Generally, lenders will have their own standard questionnaire form that they send out to be completed and returned. Fannie Mae has their own versions that can be used if you don’t have access to your own form.
The FNMA long form can be found here: https://www.fanniemae.com/content/guide_form/1076.pdf
The FNMA short form can be found here: https://www.fanniemae.com/content/guide_form/1077.pdf
The questionnaire gives us information about the project, such as number of units, and monthly dues payments, but its primary function is to determine whether the project has any characteristics that would make it ineligible for lending according to Fannie Mae.
What makes a project ineligible?
Fannie Mae has a very long list of things that can disqualify a condo project from eligibility. Something to bear in mind is that unlike a single family residence, a property located in a condominium project may be declined for reasons that have nothing to do with the subject unit being financed. Here are some of the most common examples of ineligible characteristics:
- Projects with mandatory upfront or periodic membership fees for the use of recreational amenities, such as country club facilities and golf courses, owned by an outside party (including the developer or builder)

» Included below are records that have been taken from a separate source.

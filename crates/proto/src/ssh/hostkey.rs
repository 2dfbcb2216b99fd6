//! SSH Host Key Algorithms
//!
//! Server host keys authenticate the key exchange (RFC 4253 Section 8).
//! The client parses the server's public key blob, verifies the signature
//! over the exchange hash, and exposes a fingerprint for trust decisions.
//!
//! # Supported Algorithms
//!
//! - `ssh-ed25519` - EdDSA signature using Ed25519 (RFC 8709)
//! - `ecdsa-sha2-nistp256`, `ecdsa-sha2-nistp384` (RFC 5656)
//! - `rsa-sha2-512`, `rsa-sha2-256` (RFC 8332)
//! - `ssh-rsa` - RSA with SHA-1, for legacy servers only
//!
//! # Example
//!
//! ```rust
//! use tern_proto::ssh::hostkey::{fingerprint, Ed25519HostKey, HostKey, PublicHostKey};
//!
//! # fn example() -> Result<(), Box<dyn std::error::Error>> {
//! let hostkey = Ed25519HostKey::generate()?;
//! let blob = hostkey.public_key_bytes();
//! let signature = hostkey.sign(b"exchange hash")?;
//!
//! let public = PublicHostKey::parse(&blob)?;
//! public.verify(hostkey.algorithm(), b"exchange hash", &signature)?;
//! assert!(fingerprint(&blob).starts_with("SHA256:"));
//! # Ok(())
//! # }
//! ```

use crate::ssh::wire::{write_mpint, write_str, write_string, Reader};
use base64::engine::general_purpose::STANDARD_NO_PAD;
use base64::Engine;
use bytes::BytesMut;
use ed25519_dalek::{Signature, Signer, SigningKey, Verifier, VerifyingKey, SECRET_KEY_LENGTH};
use ring::signature::{
    RsaPublicKeyComponents, RSA_PKCS1_2048_8192_SHA1_FOR_LEGACY_USE_ONLY,
    RSA_PKCS1_2048_8192_SHA256, RSA_PKCS1_2048_8192_SHA512,
};
use sha2::{Digest, Sha256};
use tern_platform::{TernError, TernResult};
use zeroize::Zeroizing;

/// Host key algorithm identifier
#[derive(Debug, Clone, Copy, PartialEq, Eq, Hash)]
pub enum HostKeyAlgorithm {
    /// ssh-ed25519 - EdDSA signature using Ed25519
    SshEd25519,
    /// ecdsa-sha2-nistp256 - ECDSA signature using P-256 curve
    EcdsaSha2Nistp256,
    /// ecdsa-sha2-nistp384 - ECDSA signature using P-384 curve
    EcdsaSha2Nistp384,
    /// rsa-sha2-512 - RSA signature with SHA-512
    RsaSha2_512,
    /// rsa-sha2-256 - RSA signature with SHA-256
    RsaSha2_256,
    /// ssh-rsa - Legacy RSA with SHA-1
    SshRsa,
}

impl HostKeyAlgorithm {
    /// Every supported algorithm, in default preference order.
    pub const ALL: &'static [HostKeyAlgorithm] = &[
        HostKeyAlgorithm::SshEd25519,
        HostKeyAlgorithm::EcdsaSha2Nistp256,
        HostKeyAlgorithm::EcdsaSha2Nistp384,
        HostKeyAlgorithm::RsaSha2_512,
        HostKeyAlgorithm::RsaSha2_256,
        HostKeyAlgorithm::SshRsa,
    ];

    /// Get the algorithm name as sent on the wire
    pub fn name(&self) -> &'static str {
        match self {
            HostKeyAlgorithm::SshEd25519 => "ssh-ed25519",
            HostKeyAlgorithm::EcdsaSha2Nistp256 => "ecdsa-sha2-nistp256",
            HostKeyAlgorithm::EcdsaSha2Nistp384 => "ecdsa-sha2-nistp384",
            HostKeyAlgorithm::RsaSha2_512 => "rsa-sha2-512",
            HostKeyAlgorithm::RsaSha2_256 => "rsa-sha2-256",
            HostKeyAlgorithm::SshRsa => "ssh-rsa",
        }
    }

    /// Parse algorithm from name
    pub fn from_name(name: &str) -> Option<Self> {
        Self::ALL.iter().copied().find(|a| a.name() == name)
    }

    /// Key type carried in the public key blob for this algorithm.
    pub fn key_type(&self) -> &'static str {
        match self {
            HostKeyAlgorithm::RsaSha2_512 | HostKeyAlgorithm::RsaSha2_256 => "ssh-rsa",
            other => other.name(),
        }
    }
}

impl std::fmt::Display for HostKeyAlgorithm {
    fn fmt(&self, f: &mut std::fmt::Formatter<'_>) -> std::fmt::Result {
        f.write_str(self.name())
    }
}

/// SHA-256 fingerprint of a public key blob, OpenSSH style.
///
/// ```rust
/// use tern_proto::ssh::hostkey::fingerprint;
///
/// let fp = fingerprint(b"blob");
/// assert!(fp.starts_with("SHA256:"));
/// assert!(!fp.ends_with('='));
/// ```
pub fn fingerprint(blob: &[u8]) -> String {
    format!("SHA256:{}", STANDARD_NO_PAD.encode(Sha256::digest(blob)))
}

/// A server public key parsed from its wire blob.
#[derive(Debug, Clone, PartialEq, Eq)]
pub enum PublicHostKey {
    /// 32-byte Ed25519 point
    Ed25519([u8; 32]),
    /// RSA modulus and exponent, big-endian without leading zeros
    Rsa {
        /// Public exponent
        e: Vec<u8>,
        /// Modulus
        n: Vec<u8>,
    },
    /// SEC1 encoded P-256 point
    EcdsaP256(Vec<u8>),
    /// SEC1 encoded P-384 point
    EcdsaP384(Vec<u8>),
}

impl PublicHostKey {
    /// Parses a public key blob (`string type, ...`).
    pub fn parse(blob: &[u8]) -> TernResult<Self> {
        let mut r = Reader::new(blob);
        let key_type = r.read_str()?;
        match key_type {
            "ssh-ed25519" => {
                let point = r.read_string()?;
                let point: [u8; 32] = point.try_into().map_err(|_| {
                    TernError::Security("Ed25519 public key must be 32 bytes".to_string())
                })?;
                Ok(PublicHostKey::Ed25519(point))
            }
            "ssh-rsa" => {
                let e = r.read_mpint()?.to_vec();
                let n = r.read_mpint()?.to_vec();
                Ok(PublicHostKey::Rsa { e, n })
            }
            "ecdsa-sha2-nistp256" | "ecdsa-sha2-nistp384" => {
                let curve = r.read_str()?;
                let point = r.read_string()?.to_vec();
                match (key_type, curve) {
                    ("ecdsa-sha2-nistp256", "nistp256") => Ok(PublicHostKey::EcdsaP256(point)),
                    ("ecdsa-sha2-nistp384", "nistp384") => Ok(PublicHostKey::EcdsaP384(point)),
                    _ => Err(TernError::Security(format!(
                        "ECDSA curve mismatch: {} with {}",
                        key_type, curve
                    ))),
                }
            }
            other => Err(TernError::Security(format!(
                "Unsupported host key type: {}",
                other
            ))),
        }
    }

    /// Key type name as found in the blob.
    pub fn key_type(&self) -> &'static str {
        match self {
            PublicHostKey::Ed25519(_) => "ssh-ed25519",
            PublicHostKey::Rsa { .. } => "ssh-rsa",
            PublicHostKey::EcdsaP256(_) => "ecdsa-sha2-nistp256",
            PublicHostKey::EcdsaP384(_) => "ecdsa-sha2-nistp384",
        }
    }

    /// Verifies an SSH signature blob (`string alg, string sig`) over `data`.
    ///
    /// The signature algorithm must be the negotiated one, and the key type
    /// must match it.
    pub fn verify(
        &self,
        algorithm: HostKeyAlgorithm,
        data: &[u8],
        signature_blob: &[u8],
    ) -> TernResult<()> {
        if algorithm.key_type() != self.key_type() {
            return Err(TernError::Security(format!(
                "Host key type {} does not match negotiated {}",
                self.key_type(),
                algorithm
            )));
        }

        let mut r = Reader::new(signature_blob);
        let sig_alg = r.read_str()?;
        let sig = r.read_string()?;
        if sig_alg != algorithm.name() {
            return Err(TernError::Security(format!(
                "Signature algorithm {} does not match negotiated {}",
                sig_alg, algorithm
            )));
        }

        let ok = match self {
            PublicHostKey::Ed25519(point) => {
                let key = VerifyingKey::from_bytes(point).map_err(|e| {
                    TernError::Security(format!("Invalid Ed25519 public key: {}", e))
                })?;
                let sig: [u8; 64] = sig.try_into().map_err(|_| {
                    TernError::Security("Ed25519 signature must be 64 bytes".to_string())
                })?;
                key.verify(data, &Signature::from_bytes(&sig)).is_ok()
            }
            PublicHostKey::Rsa { e, n } => {
                let params = match algorithm {
                    HostKeyAlgorithm::RsaSha2_512 => &RSA_PKCS1_2048_8192_SHA512,
                    HostKeyAlgorithm::RsaSha2_256 => &RSA_PKCS1_2048_8192_SHA256,
                    _ => &RSA_PKCS1_2048_8192_SHA1_FOR_LEGACY_USE_ONLY,
                };
                let components = RsaPublicKeyComponents { n, e };
                components.verify(params, data, sig).is_ok()
            }
            PublicHostKey::EcdsaP256(point) => {
                use signature::Verifier as _;
                let key = p256::ecdsa::VerifyingKey::from_sec1_bytes(point).map_err(|e| {
                    TernError::Security(format!("Invalid P-256 public key: {}", e))
                })?;
                let sig = p256::ecdsa::Signature::from_slice(&ecdsa_raw_signature(sig, 32)?)
                    .map_err(|e| TernError::Security(format!("Invalid P-256 signature: {}", e)))?;
                key.verify(data, &sig).is_ok()
            }
            PublicHostKey::EcdsaP384(point) => {
                use signature::Verifier as _;
                let key = p384::ecdsa::VerifyingKey::from_sec1_bytes(point).map_err(|e| {
                    TernError::Security(format!("Invalid P-384 public key: {}", e))
                })?;
                let sig = p384::ecdsa::Signature::from_slice(&ecdsa_raw_signature(sig, 48)?)
                    .map_err(|e| TernError::Security(format!("Invalid P-384 signature: {}", e)))?;
                key.verify(data, &sig).is_ok()
            }
        };

        if ok {
            Ok(())
        } else {
            Err(TernError::Security(
                "Host key signature verification failed".to_string(),
            ))
        }
    }
}

/// Converts `mpint r, mpint s` into fixed-width `r || s`.
fn ecdsa_raw_signature(sig: &[u8], width: usize) -> TernResult<Vec<u8>> {
    let mut r = Reader::new(sig);
    let rv = r.read_mpint()?;
    let sv = r.read_mpint()?;
    if rv.len() > width || sv.len() > width {
        return Err(TernError::Security(
            "ECDSA signature component too large".to_string(),
        ));
    }
    let mut out = vec![0u8; width * 2];
    out[width - rv.len()..width].copy_from_slice(rv);
    out[2 * width - sv.len()..].copy_from_slice(sv);
    Ok(out)
}

/// Signing side of a host key.
///
/// The client never signs with a host key; implementors exist so that
/// in-process test servers can authenticate a key exchange.
pub trait HostKey: Send + Sync {
    /// Get the algorithm identifier
    fn algorithm(&self) -> HostKeyAlgorithm;

    /// Get the public key in SSH wire format
    fn public_key_bytes(&self) -> Vec<u8>;

    /// Sign data and return an SSH signature blob
    fn sign(&self, data: &[u8]) -> TernResult<Vec<u8>>;
}

/// Ed25519 host key (ssh-ed25519)
#[derive(Clone)]
pub struct Ed25519HostKey {
    signing_key: SigningKey,
}

impl Ed25519HostKey {
    /// Generate a new Ed25519 key pair
    pub fn generate() -> TernResult<Self> {
        let mut csprng = rand::thread_rng();
        let secret_bytes: Zeroizing<[u8; SECRET_KEY_LENGTH]> =
            Zeroizing::new(rand::Rng::gen(&mut csprng));
        Ok(Self {
            signing_key: SigningKey::from_bytes(&secret_bytes),
        })
    }

    /// Create from raw key bytes (32-byte secret key)
    pub fn from_bytes(secret_bytes: &[u8]) -> TernResult<Self> {
        let key_bytes: [u8; SECRET_KEY_LENGTH] = secret_bytes.try_into().map_err(|_| {
            TernError::Security("Ed25519 secret key must be 32 bytes".to_string())
        })?;
        Ok(Self {
            signing_key: SigningKey::from_bytes(&key_bytes),
        })
    }
}

impl HostKey for Ed25519HostKey {
    fn algorithm(&self) -> HostKeyAlgorithm {
        HostKeyAlgorithm::SshEd25519
    }

    fn public_key_bytes(&self) -> Vec<u8> {
        let mut buf = BytesMut::new();
        write_str(&mut buf, "ssh-ed25519");
        write_string(&mut buf, self.signing_key.verifying_key().as_bytes());
        buf.to_vec()
    }

    fn sign(&self, data: &[u8]) -> TernResult<Vec<u8>> {
        let signature = self.signing_key.sign(data);
        let mut buf = BytesMut::new();
        write_str(&mut buf, "ssh-ed25519");
        write_string(&mut buf, &signature.to_bytes());
        Ok(buf.to_vec())
    }
}

impl std::fmt::Debug for Ed25519HostKey {
    fn fmt(&self, f: &mut std::fmt::Formatter<'_>) -> std::fmt::Result {
        f.debug_struct("Ed25519HostKey")
            .field("algorithm", &"ssh-ed25519")
            .field(
                "public_key",
                &hex::encode(self.signing_key.verifying_key().as_bytes()),
            )
            .finish_non_exhaustive()
    }
}

/// ECDSA host key with P-256 curve (ecdsa-sha2-nistp256)
pub struct EcdsaP256HostKey {
    signing_key: p256::ecdsa::SigningKey,
}

impl EcdsaP256HostKey {
    /// Generate a new ECDSA P-256 key pair
    pub fn generate() -> TernResult<Self> {
        Ok(Self {
            signing_key: p256::ecdsa::SigningKey::random(&mut rand::thread_rng()),
        })
    }
}

impl HostKey for EcdsaP256HostKey {
    fn algorithm(&self) -> HostKeyAlgorithm {
        HostKeyAlgorithm::EcdsaSha2Nistp256
    }

    fn public_key_bytes(&self) -> Vec<u8> {
        let point = self.signing_key.verifying_key().to_encoded_point(false);
        let mut buf = BytesMut::new();
        write_str(&mut buf, "ecdsa-sha2-nistp256");
        write_str(&mut buf, "nistp256");
        write_string(&mut buf, point.as_bytes());
        buf.to_vec()
    }

    fn sign(&self, data: &[u8]) -> TernResult<Vec<u8>> {
        use signature::Signer as _;
        let signature: p256::ecdsa::Signature = self.signing_key.sign(data);
        let (r, s) = signature.split_bytes();

        let mut inner = BytesMut::new();
        write_mpint(&mut inner, &r);
        write_mpint(&mut inner, &s);

        let mut buf = BytesMut::new();
        write_str(&mut buf, "ecdsa-sha2-nistp256");
        write_string(&mut buf, &inner);
        Ok(buf.to_vec())
    }
}

impl std::fmt::Debug for EcdsaP256HostKey {
    fn fmt(&self, f: &mut std::fmt::Formatter<'_>) -> std::fmt::Result {
        f.debug_struct("EcdsaP256HostKey")
            .field("algorithm", &"ecdsa-sha2-nistp256")
            .finish_non_exhaustive()
    }
}
//! Error types for tern

use std::fmt;

/// Unified error type for all tern operations.
///
/// Variants fall into two groups. Fatal errors (`Io`, `Protocol`, `Security`,
/// `Disconnected`, `Negotiation`) mean the transport can no longer be used.
/// Everything else is recoverable and leaves the session usable.
#[derive(Debug)]
pub enum TernError {
    /// I/O error on the underlying stream
    Io(std::io::Error),

    /// Configuration error
    Config(String),

    /// Malformed or unexpected protocol data
    Protocol(String),

    /// Security failure (MAC mismatch, host key rejection, bad signature)
    Security(String),

    /// The peer sent SSH_MSG_DISCONNECT, or the stream closed
    Disconnected {
        /// Disconnect reason code (RFC 4253 Section 11.1)
        reason: u32,
        /// Human readable description sent by the peer
        description: String,
    },

    /// No algorithm in common for a mandatory negotiation category
    Negotiation {
        /// Negotiation category, e.g. "kex" or "cipher client->server"
        category: String,
        /// Disconnect reason code sent to the peer
        reason: u32,
    },

    /// Authentication failed; the caller may retry
    Auth(String),

    /// A channel could not be opened or a channel request was refused
    Channel(String),

    /// SFTP status other than SSH_FX_OK
    Sftp {
        /// SFTP status code
        code: u32,
        /// Diagnostic text sent by the server
        message: String,
    },

    /// SCP negative acknowledgement or malformed control line
    Scp(String),

    /// A soft timeout expired before the awaited data arrived
    Timeout,

    /// The session is not connected (never connected, disconnected, or dead)
    NotConnected,

    /// Not implemented
    NotImplemented(String),

    /// I/O error on a local file, such as the source of an upload
    LocalIo(std::io::Error),

    /// Other error
    Other(Box<dyn std::error::Error + Send + Sync>),
}

impl TernError {
    /// Returns true when the error leaves the transport unusable.
    pub fn is_fatal(&self) -> bool {
        matches!(
            self,
            TernError::Io(_)
                | TernError::Protocol(_)
                | TernError::Security(_)
                | TernError::Disconnected { .. }
                | TernError::Negotiation { .. }
        )
    }

    /// Returns true for the soft timeout signal.
    pub fn is_timeout(&self) -> bool {
        matches!(self, TernError::Timeout)
    }
}

impl fmt::Display for TernError {
    fn fmt(&self, f: &mut fmt::Formatter<'_>) -> fmt::Result {
        match self {
            TernError::Io(e) => write!(f, "IO error: {}", e),
            TernError::Config(msg) => write!(f, "Configuration error: {}", msg),
            TernError::Protocol(msg) => write!(f, "Protocol error: {}", msg),
            TernError::Security(msg) => write!(f, "Security error: {}", msg),
            TernError::Disconnected {
                reason,
                description,
            } => write!(f, "Disconnected (reason {}): {}", reason, description),
            TernError::Negotiation { category, reason } => write!(
                f,
                "No common algorithm for {} (disconnect reason {})",
                category, reason
            ),
            TernError::Auth(msg) => write!(f, "Authentication failed: {}", msg),
            TernError::Channel(msg) => write!(f, "Channel error: {}", msg),
            TernError::Sftp { code, message } => {
                write!(f, "SFTP error (status {}): {}", code, message)
            }
            TernError::Scp(msg) => write!(f, "SCP error: {}", msg),
            TernError::Timeout => write!(f, "Operation timed out"),
            TernError::NotConnected => write!(f, "Session is not connected"),
            TernError::NotImplemented(msg) => write!(f, "Not implemented: {}", msg),
            TernError::LocalIo(e) => write!(f, "Local I/O error: {}", e),
            TernError::Other(e) => write!(f, "Error: {}", e),
        }
    }
}

impl std::error::Error for TernError {
    fn source(&self) -> Option<&(dyn std::error::Error + 'static)> {
        match self {
            TernError::Io(e) | TernError::LocalIo(e) => Some(e),
            TernError::Other(e) => Some(e.as_ref()),
            _ => None,
        }
    }
}

impl From<std::io::Error> for TernError {
    fn from(err: std::io::Error) -> Self {
        TernError::Io(err)
    }
}

/// Result type for tern operations
pub type TernResult<T> = Result<T, TernError>;

#[cfg(test)]
mod tests {
    use super::*;

    #[test]
    fn test_error_display() {
        let err = TernError::Config("Invalid configuration".to_string());
        assert_eq!(
            err.to_string(),
            "Configuration error: Invalid configuration"
        );

        let err = TernError::Sftp {
            code: 2,
            message: "No such file".to_string(),
        };
        assert_eq!(err.to_string(), "SFTP error (status 2): No such file");
    }

    #[test]
    fn test_io_error_conversion() {
        let io_err = std::io::Error::new(std::io::ErrorKind::NotFound, "file not found");
        let err: TernError = io_err.into();
        assert!(matches!(err, TernError::Io(_)));
        assert!(err.is_fatal());
    }

    #[test]
    fn test_fatal_classification() {
        assert!(TernError::Security("MAC mismatch".into()).is_fatal());
        assert!(TernError::Negotiation {
            category: "kex".into(),
            reason: 3
        }
        .is_fatal());
        assert!(!TernError::Auth("denied".into()).is_fatal());
        assert!(!TernError::Timeout.is_fatal());
        assert!(TernError::Timeout.is_timeout());
        assert!(!TernError::Channel("refused".into()).is_fatal());
    }

    #[test]
    fn test_local_io_is_not_fatal() {
        let err = TernError::LocalIo(std::io::Error::new(
            std::io::ErrorKind::NotFound,
            "no such directory",
        ));
        assert!(!err.is_fatal());
        assert_eq!(err.to_string(), "Local I/O error: no such directory");
        assert!(std::error::Error::source(&err).is_some());
    }

    #[test]
    fn test_result_type() {
        fn example() -> TernResult<i32> {
            Ok(42)
        }

        assert_eq!(example().unwrap(), 42);
    }
}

- Projects that are managed and operated as a hotel or motel, even though the units are individually owned
- Projects with non-incidental business operations owned or operated by the HOA including, but not limited to, a restaurant, spa, or health club
- Projects in which the HOA is named as a party to pending litigation, or for which the project sponsor or developer is named as a party to pending litigation that relates to the safety, structural soundness, habitability, or functional use of the project
- Projects in which a single entity (the same individual, investor group, partnership, or corporation) owns more than the following total number of units in the project:
- Projects with 5-20 units – 2 units
- Projects with 21 or more units – 20% of the total units
- The total space that is used for nonresidential or commercial purposes may not exceed 35%
Step 3: Project Document Review
We have finally reached the last step, we know the review type and if the subject is new or established. From here we need to finish up looking at these key components of the process.
Despite the long list of potentially ineligible features that can come up when reviewing a questionnaire, one of the most common reasons a condo has to be declined is an unacceptable budget. The problem with condominium budgets is what you end up getting from the HOA is so wildly unpredictable. You may receive a professional, clearly labeled budget from a property management company that shows all income and expenses, including the required reserve transfers. Those are the best! Or you may receive the retiree-HOA-president’s best guess about what they might spend for the next year hand-written in illegible cursive with no accounting for predicted income or transfers to a reserve account. Sometimes it feels as though the person creating the “budget” doesn’t even know what a budget actually is
Even if the budget is well done and easy to read, the reserve requirement may fall short. Fannie Mae requires all full reviews to include a budget with at least 10% of the annual maintenance income set aside into the reserve account. There are some work-arounds that can be used to get the percentage up a little higher if they are a bit short, but if the loan needs a full review, the budget can be a hard stop. Some HOA’s have such a large balance in their reserve account already they don’t think they need to contribute a full 10%. Fannie Mae doesn’t care. A $1 billion reserve account balance wouldn’t overturn the 10% budget requirement. The only exception to the 10% rule is if the HOA has a current (completed within the past 3 years) reserve study, performed by an outside company, showing their current reserve contribution is sufficient.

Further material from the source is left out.